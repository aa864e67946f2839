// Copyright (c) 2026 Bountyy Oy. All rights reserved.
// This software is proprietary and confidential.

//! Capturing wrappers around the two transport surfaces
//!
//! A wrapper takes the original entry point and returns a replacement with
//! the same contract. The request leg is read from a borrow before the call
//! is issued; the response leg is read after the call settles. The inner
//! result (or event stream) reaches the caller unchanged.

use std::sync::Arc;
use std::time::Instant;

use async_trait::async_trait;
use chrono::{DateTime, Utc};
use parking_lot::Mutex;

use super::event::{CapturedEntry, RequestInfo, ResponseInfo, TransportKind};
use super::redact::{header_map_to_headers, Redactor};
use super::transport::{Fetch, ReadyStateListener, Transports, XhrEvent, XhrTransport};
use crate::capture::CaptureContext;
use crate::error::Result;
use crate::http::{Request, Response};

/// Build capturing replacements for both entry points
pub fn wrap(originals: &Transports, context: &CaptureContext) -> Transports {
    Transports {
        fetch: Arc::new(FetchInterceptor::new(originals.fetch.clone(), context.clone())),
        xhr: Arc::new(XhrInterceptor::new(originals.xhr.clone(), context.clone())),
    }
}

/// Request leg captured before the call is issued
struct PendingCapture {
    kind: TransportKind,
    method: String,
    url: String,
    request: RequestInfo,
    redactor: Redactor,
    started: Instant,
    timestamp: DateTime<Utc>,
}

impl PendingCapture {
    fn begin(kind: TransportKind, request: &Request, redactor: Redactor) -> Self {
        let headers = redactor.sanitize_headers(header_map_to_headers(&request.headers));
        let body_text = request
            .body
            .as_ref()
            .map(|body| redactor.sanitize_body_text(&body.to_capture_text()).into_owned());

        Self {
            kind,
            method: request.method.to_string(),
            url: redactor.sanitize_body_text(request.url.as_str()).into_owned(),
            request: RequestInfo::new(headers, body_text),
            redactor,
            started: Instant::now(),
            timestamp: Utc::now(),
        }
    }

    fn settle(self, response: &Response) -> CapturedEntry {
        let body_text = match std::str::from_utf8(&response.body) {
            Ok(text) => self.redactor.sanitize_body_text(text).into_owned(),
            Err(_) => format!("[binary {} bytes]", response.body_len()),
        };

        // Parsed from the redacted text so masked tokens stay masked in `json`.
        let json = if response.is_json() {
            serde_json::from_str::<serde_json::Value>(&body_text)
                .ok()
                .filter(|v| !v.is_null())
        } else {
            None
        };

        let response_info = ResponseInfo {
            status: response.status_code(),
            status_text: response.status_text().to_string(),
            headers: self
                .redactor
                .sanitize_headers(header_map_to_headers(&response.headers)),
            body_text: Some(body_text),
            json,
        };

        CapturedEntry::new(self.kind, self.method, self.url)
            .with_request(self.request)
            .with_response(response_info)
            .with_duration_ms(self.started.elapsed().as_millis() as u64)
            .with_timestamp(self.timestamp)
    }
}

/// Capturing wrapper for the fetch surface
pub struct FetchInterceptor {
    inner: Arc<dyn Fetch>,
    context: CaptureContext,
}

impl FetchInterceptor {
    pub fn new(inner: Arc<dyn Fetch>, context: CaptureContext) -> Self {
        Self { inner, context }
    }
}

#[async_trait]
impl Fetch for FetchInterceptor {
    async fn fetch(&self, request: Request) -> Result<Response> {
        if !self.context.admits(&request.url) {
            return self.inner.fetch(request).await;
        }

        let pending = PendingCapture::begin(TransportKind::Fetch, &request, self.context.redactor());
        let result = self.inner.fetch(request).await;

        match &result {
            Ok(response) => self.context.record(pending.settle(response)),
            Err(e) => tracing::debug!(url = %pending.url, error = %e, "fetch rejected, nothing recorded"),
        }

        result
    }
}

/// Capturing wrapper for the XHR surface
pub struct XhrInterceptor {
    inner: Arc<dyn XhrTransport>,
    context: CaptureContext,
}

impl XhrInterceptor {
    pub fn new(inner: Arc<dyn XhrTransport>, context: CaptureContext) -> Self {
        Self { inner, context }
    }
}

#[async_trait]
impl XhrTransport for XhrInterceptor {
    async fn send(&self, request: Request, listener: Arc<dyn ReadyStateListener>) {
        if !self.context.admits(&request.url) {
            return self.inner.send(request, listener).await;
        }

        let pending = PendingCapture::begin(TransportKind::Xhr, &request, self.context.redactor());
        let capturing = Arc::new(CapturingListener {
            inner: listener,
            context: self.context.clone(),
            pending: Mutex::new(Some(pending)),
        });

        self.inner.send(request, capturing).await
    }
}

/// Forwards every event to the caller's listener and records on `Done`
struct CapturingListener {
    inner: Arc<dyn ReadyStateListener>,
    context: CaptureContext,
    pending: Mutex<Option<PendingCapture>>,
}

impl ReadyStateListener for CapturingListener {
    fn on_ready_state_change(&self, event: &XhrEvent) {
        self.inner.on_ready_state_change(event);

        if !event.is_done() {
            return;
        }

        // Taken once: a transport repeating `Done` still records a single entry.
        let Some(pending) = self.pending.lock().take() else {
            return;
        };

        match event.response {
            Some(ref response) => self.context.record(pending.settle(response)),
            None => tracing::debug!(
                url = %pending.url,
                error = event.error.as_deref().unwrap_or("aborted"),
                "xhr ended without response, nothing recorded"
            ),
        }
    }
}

* * * * * * * * *

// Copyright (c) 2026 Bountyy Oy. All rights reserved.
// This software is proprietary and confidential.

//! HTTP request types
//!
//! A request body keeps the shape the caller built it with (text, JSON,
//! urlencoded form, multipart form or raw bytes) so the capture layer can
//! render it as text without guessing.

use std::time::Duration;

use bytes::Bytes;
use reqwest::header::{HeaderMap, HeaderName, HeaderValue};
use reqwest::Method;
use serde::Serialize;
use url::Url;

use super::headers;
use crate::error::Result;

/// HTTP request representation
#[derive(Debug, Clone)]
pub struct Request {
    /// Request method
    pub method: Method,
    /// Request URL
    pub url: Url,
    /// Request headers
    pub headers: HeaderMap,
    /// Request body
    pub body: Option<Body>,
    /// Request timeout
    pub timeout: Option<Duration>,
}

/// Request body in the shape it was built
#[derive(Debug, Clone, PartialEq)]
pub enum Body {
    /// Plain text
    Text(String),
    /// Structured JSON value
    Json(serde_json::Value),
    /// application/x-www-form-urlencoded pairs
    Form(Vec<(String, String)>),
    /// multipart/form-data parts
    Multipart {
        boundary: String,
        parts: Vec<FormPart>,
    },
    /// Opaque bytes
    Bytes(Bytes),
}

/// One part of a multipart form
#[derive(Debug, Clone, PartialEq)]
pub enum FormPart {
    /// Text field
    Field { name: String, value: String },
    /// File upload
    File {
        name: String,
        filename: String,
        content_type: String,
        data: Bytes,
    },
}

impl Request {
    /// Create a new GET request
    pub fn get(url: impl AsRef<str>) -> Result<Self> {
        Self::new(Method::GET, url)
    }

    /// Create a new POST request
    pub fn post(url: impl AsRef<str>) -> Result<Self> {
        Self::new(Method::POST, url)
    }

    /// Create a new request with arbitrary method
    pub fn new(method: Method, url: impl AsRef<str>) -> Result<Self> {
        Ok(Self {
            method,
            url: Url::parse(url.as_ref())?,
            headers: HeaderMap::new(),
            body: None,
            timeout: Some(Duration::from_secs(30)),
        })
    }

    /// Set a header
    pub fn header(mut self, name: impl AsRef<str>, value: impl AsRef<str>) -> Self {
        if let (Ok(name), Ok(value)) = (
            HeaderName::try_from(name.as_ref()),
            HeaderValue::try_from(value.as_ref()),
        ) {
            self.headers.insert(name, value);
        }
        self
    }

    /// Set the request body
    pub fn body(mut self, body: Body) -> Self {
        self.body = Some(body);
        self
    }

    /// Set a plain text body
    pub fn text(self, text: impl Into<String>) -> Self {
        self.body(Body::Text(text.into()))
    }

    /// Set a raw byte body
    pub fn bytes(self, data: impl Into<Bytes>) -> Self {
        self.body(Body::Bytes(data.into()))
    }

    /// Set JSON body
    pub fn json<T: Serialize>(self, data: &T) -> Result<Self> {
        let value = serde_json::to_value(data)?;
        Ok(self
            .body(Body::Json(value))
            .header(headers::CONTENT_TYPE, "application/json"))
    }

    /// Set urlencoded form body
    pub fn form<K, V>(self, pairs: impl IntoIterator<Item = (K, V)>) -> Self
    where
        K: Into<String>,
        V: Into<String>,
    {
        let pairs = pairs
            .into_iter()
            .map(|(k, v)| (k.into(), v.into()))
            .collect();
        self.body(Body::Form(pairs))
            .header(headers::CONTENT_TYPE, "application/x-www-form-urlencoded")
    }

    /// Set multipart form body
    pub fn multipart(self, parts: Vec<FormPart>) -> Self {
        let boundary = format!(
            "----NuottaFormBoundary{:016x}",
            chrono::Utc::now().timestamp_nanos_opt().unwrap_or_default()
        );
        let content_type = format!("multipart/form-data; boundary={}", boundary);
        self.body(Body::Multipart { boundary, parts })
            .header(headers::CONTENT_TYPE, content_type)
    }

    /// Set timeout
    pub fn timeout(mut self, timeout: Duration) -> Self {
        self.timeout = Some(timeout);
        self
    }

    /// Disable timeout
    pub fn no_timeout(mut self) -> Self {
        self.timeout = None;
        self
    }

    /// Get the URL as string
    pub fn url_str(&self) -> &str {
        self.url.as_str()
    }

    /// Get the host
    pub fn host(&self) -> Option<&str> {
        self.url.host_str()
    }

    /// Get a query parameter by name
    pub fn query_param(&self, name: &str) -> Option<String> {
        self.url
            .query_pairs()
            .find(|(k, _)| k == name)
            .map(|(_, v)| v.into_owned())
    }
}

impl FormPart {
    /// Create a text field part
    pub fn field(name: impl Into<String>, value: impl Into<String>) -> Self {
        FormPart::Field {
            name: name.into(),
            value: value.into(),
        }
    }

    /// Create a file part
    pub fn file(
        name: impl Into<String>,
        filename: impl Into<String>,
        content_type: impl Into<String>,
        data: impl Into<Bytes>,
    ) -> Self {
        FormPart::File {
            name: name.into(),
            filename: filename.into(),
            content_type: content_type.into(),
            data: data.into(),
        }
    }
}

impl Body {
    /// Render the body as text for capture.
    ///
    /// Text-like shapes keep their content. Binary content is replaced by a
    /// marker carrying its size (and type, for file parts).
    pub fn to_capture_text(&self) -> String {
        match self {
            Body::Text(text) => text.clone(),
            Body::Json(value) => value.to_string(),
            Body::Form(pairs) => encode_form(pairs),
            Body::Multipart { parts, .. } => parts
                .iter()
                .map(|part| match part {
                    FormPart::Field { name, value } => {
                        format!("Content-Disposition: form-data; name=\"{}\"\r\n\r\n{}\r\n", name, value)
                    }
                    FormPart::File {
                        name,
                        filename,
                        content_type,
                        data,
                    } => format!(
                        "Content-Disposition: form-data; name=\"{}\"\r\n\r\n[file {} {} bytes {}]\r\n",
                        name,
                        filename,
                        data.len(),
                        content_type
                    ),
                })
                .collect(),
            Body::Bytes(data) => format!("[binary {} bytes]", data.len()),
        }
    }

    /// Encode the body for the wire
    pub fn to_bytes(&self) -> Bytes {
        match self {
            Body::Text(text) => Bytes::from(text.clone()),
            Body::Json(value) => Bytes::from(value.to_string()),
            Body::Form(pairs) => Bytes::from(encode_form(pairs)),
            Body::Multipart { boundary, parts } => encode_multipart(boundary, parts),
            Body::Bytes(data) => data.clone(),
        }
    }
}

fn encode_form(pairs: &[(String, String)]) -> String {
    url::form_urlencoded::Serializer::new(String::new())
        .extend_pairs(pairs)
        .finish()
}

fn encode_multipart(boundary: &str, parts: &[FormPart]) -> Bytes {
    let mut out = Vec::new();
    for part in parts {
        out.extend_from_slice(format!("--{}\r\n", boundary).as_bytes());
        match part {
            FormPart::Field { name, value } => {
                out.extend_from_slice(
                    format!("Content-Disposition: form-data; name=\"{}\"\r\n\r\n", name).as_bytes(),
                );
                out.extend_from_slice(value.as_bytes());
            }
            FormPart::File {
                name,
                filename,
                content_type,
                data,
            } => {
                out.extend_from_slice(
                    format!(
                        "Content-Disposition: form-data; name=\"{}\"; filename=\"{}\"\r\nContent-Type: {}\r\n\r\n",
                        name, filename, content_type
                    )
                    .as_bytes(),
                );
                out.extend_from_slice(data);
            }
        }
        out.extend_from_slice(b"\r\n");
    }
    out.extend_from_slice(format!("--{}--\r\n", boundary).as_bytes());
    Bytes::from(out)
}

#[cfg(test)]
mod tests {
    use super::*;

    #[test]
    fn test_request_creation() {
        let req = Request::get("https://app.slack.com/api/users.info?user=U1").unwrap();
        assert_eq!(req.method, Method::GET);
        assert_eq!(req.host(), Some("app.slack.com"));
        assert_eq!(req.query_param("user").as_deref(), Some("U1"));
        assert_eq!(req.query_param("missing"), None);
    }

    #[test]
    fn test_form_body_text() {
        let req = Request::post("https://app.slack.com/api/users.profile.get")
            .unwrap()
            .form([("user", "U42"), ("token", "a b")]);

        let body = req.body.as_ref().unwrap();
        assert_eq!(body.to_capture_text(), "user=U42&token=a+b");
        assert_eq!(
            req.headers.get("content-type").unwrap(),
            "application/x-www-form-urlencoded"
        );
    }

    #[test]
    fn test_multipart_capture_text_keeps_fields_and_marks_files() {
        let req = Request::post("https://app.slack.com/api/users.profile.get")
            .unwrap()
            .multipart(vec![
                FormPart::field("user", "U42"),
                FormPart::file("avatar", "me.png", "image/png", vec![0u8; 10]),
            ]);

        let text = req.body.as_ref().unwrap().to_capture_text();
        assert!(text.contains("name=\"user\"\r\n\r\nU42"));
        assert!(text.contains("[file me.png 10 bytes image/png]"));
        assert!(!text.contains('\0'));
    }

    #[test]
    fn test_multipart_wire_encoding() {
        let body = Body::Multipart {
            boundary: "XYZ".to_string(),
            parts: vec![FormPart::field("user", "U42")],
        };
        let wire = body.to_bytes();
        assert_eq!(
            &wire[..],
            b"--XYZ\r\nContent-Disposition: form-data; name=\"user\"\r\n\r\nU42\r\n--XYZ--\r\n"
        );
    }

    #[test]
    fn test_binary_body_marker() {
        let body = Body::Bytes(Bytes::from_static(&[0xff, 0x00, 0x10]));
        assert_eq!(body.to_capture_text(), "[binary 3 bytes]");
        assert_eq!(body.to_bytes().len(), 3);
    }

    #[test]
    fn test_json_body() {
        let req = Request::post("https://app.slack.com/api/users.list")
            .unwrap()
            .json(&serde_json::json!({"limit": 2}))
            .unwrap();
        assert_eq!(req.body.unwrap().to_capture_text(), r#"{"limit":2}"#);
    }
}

* * * * * * * * *

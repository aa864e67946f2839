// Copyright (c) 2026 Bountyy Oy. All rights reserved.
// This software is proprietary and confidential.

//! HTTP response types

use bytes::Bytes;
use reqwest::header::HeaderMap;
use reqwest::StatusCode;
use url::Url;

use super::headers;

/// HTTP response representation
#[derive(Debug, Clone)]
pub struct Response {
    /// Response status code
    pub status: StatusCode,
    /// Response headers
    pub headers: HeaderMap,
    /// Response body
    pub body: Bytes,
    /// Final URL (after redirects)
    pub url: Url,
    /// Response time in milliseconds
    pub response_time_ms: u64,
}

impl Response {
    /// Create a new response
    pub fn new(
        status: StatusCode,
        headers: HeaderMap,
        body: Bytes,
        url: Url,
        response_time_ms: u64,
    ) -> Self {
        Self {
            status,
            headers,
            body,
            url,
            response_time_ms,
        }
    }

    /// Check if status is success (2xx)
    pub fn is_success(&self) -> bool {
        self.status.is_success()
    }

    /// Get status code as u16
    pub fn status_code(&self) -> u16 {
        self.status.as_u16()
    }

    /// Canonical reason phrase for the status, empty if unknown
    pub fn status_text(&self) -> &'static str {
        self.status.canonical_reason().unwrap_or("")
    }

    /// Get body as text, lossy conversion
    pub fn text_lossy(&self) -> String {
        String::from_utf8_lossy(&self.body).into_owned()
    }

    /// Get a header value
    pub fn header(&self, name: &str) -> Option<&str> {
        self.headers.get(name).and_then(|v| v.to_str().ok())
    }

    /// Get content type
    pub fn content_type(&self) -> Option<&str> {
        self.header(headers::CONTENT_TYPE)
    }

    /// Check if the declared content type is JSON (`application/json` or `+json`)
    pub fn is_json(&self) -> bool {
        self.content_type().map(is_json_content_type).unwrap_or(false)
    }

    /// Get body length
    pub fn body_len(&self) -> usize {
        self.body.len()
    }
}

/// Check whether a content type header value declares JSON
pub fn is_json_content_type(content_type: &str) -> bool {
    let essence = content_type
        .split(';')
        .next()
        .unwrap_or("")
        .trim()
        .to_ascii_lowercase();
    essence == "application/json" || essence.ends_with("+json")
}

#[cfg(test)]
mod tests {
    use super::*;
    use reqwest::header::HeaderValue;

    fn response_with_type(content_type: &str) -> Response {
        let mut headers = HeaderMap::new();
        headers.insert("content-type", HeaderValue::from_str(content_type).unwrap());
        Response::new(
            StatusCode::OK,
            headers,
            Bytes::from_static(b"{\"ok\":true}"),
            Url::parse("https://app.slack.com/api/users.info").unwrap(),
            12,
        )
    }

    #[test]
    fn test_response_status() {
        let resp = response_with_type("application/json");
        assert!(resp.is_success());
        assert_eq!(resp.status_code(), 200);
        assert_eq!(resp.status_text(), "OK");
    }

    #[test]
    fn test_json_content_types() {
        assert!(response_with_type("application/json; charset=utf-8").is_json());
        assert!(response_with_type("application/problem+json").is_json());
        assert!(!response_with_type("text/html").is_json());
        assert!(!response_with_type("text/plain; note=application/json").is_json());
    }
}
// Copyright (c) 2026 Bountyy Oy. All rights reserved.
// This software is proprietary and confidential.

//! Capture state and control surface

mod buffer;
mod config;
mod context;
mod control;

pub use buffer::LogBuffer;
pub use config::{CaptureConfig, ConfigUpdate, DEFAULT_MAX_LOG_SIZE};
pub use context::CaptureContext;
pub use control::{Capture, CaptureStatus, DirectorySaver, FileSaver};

* * * * * * * * *

> _What the exercise asks_:
Would you filter the entries above and keep each line that has the word "match"?

> _Answer box_:
        let body_text = match std::str::from_utf8(&response.body) {
        match &result {
        match event.response {
        match self {
                .map(|part| match part {
        match self {
        match part {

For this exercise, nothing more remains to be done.